On January 26, 2026, NVIDIA unveiled its Earth-2 family of open AI weather models at the American Meteorological Society’s Annual Meeting in Houston, Texas, marking a significant shift in meteorological forecasting capabilities. The company’s new Earth-2 Medium Range model claims to outperform Google DeepMind’s GenCast across more than 70 atmospheric variables for predictions extending up to 15 days ahead.

The announcement comes as artificial intelligence transforms weather prediction, with GenCast having achieved 97.2% accuracy compared to traditional models in December 2024. NVIDIA’s approach focuses on computational efficiency alongside accuracy, with its CorrDiff model operating 500 times faster and 10,000 times more energy-efficiently than conventional numerical weather prediction systems.

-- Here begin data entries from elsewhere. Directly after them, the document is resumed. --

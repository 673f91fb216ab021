use anyhow::Result;

use crate::{
    engine::{SimulationContext, System},
    world::World,
};

/// Ability cooldown and effect-window timers.
pub struct AbilitySystem;

impl AbilitySystem {
    pub fn new() -> Self {
        Self
    }
}

impl Default for AbilitySystem {
    fn default() -> Self {
        Self::new()
    }
}

impl System for AbilitySystem {
    fn name(&self) -> &str {
        "abilities"
    }

    fn run(&mut self, ctx: &mut SimulationContext<'_>, world: &mut World) -> Result<()> {
        world.player.tick_ability(ctx.dt);
        world.player.prune_equipment();
        Ok(())
    }
}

Real-world implementations are already demonstrating practical benefits. Amir Givati of the Israel Meteorological Service reported that “NVIDIA Earth-2 models give us a 90% reduction in compute time at 2.5-kilometer resolution compared with running a classic numerical weather prediction model without AI on a CPU cluster.” This efficiency gain allows meteorological agencies to generate higher-resolution forecasts with existing infrastructure.

The energy sector is particularly interested in these developments. Emmanuel Le Borgne of TotalEnergies described the technology as “groundbreaking for our business because they improve short-term risk awareness and decision-making in energy systems where minutes and local impacts matter.” The ability to generate rapid, localized forecasts addresses critical operational needs in renewable energy management and grid optimization.

Despite these advances, AI weather models face inherent limitations. These systems cannot forecast extreme weather events that fall outside their training data scope, a constraint that traditional physics-based models don’t share. This limitation raises questions about reliability during unprecedented climate conditions.

The commercial implications are substantial. The global weather forecasting systems market is projected to grow from $3.92 billion in 2025 to $7.50 billion by 2035, representing a compound annual growth rate of 6.70%. The AI-specific segment shows even more dramatic expansion, with forecasts projecting growth from $197.1 million in 2025 to $926.3 million by 2033 at a 21.3% CAGR.

NVIDIA’s decision to release Earth-2 as an open model family accelerates this market development. By making these tools accessible to meteorological agencies, research institutions, and commercial entities, the company is positioning itself at the center of the AI weather prediction ecosystem while potentially establishing its models as industry standards.

The technology’s implications extend beyond traditional weather services into agriculture, transportation, disaster preparedness, and climate modeling. However, the reliance on historical training data means these systems perform best for typical weather patterns rather than the extreme events that often matter most for disaster response and long-term planning.